**DATA EXTRACT**
- Opening Delimiter -
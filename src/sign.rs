//! Seal-image extraction from GB/T 38540 signed-value blobs.
//!
//! The signed value is a DER-encoded ASN.1 structure. Cryptographic
//! verification is out of scope here; the walker only has to locate the
//! embedded stamp image: the first constructed node with exactly four
//! children where child 1 is an octet string and children 2 and 3 are
//! integers. Child 0 names the image format.

/// One parsed DER node; `body` borrows the value bytes.
struct DerNode<'a> {
    tag: u8,
    constructed: bool,
    body: &'a [u8],
}

/// Read a single TLV at the start of `data`. Returns the node and the
/// number of bytes consumed. Long-form tags and indefinite lengths are
/// rejected; DER forbids the latter anyway.
fn read_node(data: &[u8]) -> Option<(DerNode<'_>, usize)> {
    if data.len() < 2 {
        return None;
    }
    let first = data[0];
    if first & 0x1F == 0x1F {
        return None;
    }
    let tag = first & 0x1F;
    let constructed = first & 0x20 != 0;
    let mut pos = 1;
    let len_byte = data[pos];
    pos += 1;
    let length = if len_byte & 0x80 == 0 {
        len_byte as usize
    } else {
        let n = (len_byte & 0x7F) as usize;
        if n == 0 || n > 4 || pos + n > data.len() {
            return None;
        }
        let mut v = 0usize;
        for _ in 0..n {
            v = (v << 8) | data[pos] as usize;
            pos += 1;
        }
        v
    };
    if pos + length > data.len() {
        return None;
    }
    let node = DerNode {
        tag,
        constructed,
        body: &data[pos..pos + length],
    };
    Some((node, pos + length))
}

/// Parse every sibling TLV in `data`. Fails if trailing bytes remain.
fn read_children<'a>(data: &'a [u8]) -> Option<Vec<DerNode<'a>>> {
    let mut out = Vec::new();
    let mut rest = data;
    while !rest.is_empty() {
        let (node, used) = read_node(rest)?;
        rest = &rest[used..];
        out.push(node);
    }
    Some(out)
}

/// Extract `(format tag, image bytes)` from a signed-value blob. Returns
/// `("", vec![])` when nothing matches.
pub fn extract_seal(data: &[u8]) -> (String, Vec<u8>) {
    let Some((root, _)) = read_node(data) else {
        return (String::new(), Vec::new());
    };
    match search(&root) {
        Some((kind, bytes)) => (kind, bytes),
        None => (String::new(), Vec::new()),
    }
}

fn search(node: &DerNode<'_>) -> Option<(String, Vec<u8>)> {
    if !node.constructed {
        return None;
    }
    let children = read_children(node.body)?;
    if children.len() == 4 {
        let (e0, e1, e2, e3) = (&children[0], &children[1], &children[2], &children[3]);
        if e1.tag == 4 && e2.tag == 2 && e3.tag == 2 {
            let mut kind = decode_format_tag(e0);
            if kind == "es" {
                // ES-format stamps carry PNG payloads.
                kind = "png".to_string();
            }
            return Some((kind, e1.body.to_vec()));
        }
    }
    for child in &children {
        if let Some(found) = search(child) {
            return Some(found);
        }
    }
    None
}

/// The format tag is usually a UTF8String/IA5String but some producers
/// write bare bytes; either way the value bytes spell the format. NUL
/// padding and whitespace are trimmed, the result is lower-cased.
fn decode_format_tag(node: &DerNode<'_>) -> String {
    String::from_utf8_lossy(node.body)
        .replace('\u{0}', "")
        .trim()
        .to_lowercase()
}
- Closing Delimiter -
**WHAT IS EXPECTED**
Without any change, reproduce the data in full.

**WORKED SOLUTION**
filename src/sign.rs
//! Seal-image extraction from GB/T 38540 signed-value blobs.
//!
//! The signed value is a DER-encoded ASN.1 structure. Cryptographic
//! verification is out of scope here; the walker only has to locate the
//! embedded stamp image: the first constructed node with exactly four
//! children where child 1 is an octet string and children 2 and 3 are
//! integers. Child 0 names the image format.

/// One parsed DER node; `body` borrows the value bytes.
struct DerNode<'a> {
    tag: u8,
    constructed: bool,
    body: &'a [u8],
}

/// Read a single TLV at the start of `data`. Returns the node and the
/// number of bytes consumed. Long-form tags and indefinite lengths are
/// rejected; DER forbids the latter anyway.
fn read_node(data: &[u8]) -> Option<(DerNode<'_>, usize)> {
    if data.len() < 2 {
        return None;
    }
    let first = data[0];
    if first & 0x1F == 0x1F {
        return None;
    }
    let tag = first & 0x1F;
    let constructed = first & 0x20 != 0;
    let mut pos = 1;
    let len_byte = data[pos];
    pos += 1;
    let length = if len_byte & 0x80 == 0 {
        len_byte as usize
    } else {
        let n = (len_byte & 0x7F) as usize;
        if n == 0 || n > 4 || pos + n > data.len() {
            return None;
        }
        let mut v = 0usize;
        for _ in 0..n {
            v = (v << 8) | data[pos] as usize;
            pos += 1;
        }
        v
    };
    if pos + length > data.len() {
        return None;
    }
    let node = DerNode {
        tag,
        constructed,
        body: &data[pos..pos + length],
    };
    Some((node, pos + length))
}

/// Parse every sibling TLV in `data`. Fails if trailing bytes remain.
fn read_children<'a>(data: &'a [u8]) -> Option<Vec<DerNode<'a>>> {
    let mut out = Vec::new();
    let mut rest = data;
    while !rest.is_empty() {
        let (node, used) = read_node(rest)?;
        rest = &rest[used..];
        out.push(node);
    }
    Some(out)
}

/// Extract `(format tag, image bytes)` from a signed-value blob. Returns
/// `("", vec![])` when nothing matches.
pub fn extract_seal(data: &[u8]) -> (String, Vec<u8>) {
    let Some((root, _)) = read_node(data) else {
        return (String::new(), Vec::new());
    };
    match search(&root) {
        Some((kind, bytes)) => (kind, bytes),
        None => (String::new(), Vec::new()),
    }
}

fn search(node: &DerNode<'_>) -> Option<(String, Vec<u8>)> {
    if !node.constructed {
        return None;
    }
    let children = read_children(node.body)?;
    if children.len() == 4 {
        let (e0, e1, e2, e3) = (&children[0], &children[1], &children[2], &children[3]);
        if e1.tag == 4 && e2.tag == 2 && e3.tag == 2 {
            let mut kind = decode_format_tag(e0);
            if kind == "es" {
                // ES-format stamps carry PNG payloads.
                kind = "png".to_string();
            }
            return Some((kind, e1.body.to_vec()));
        }
    }
    for child in &children {
        if let Some(found) = search(child) {
            return Some(found);
        }
    }
    None
}

/// The format tag is usually a UTF8String/IA5String but some producers
/// write bare bytes; either way the value bytes spell the format. NUL
/// padding and whitespace are trimmed, the result is lower-cased.
fn decode_format_tag(node: &DerNode<'_>) -> String {
    String::from_utf8_lossy(node.body)
        .replace('\u{0}', "")
        .trim()
        .to_lowercase()
}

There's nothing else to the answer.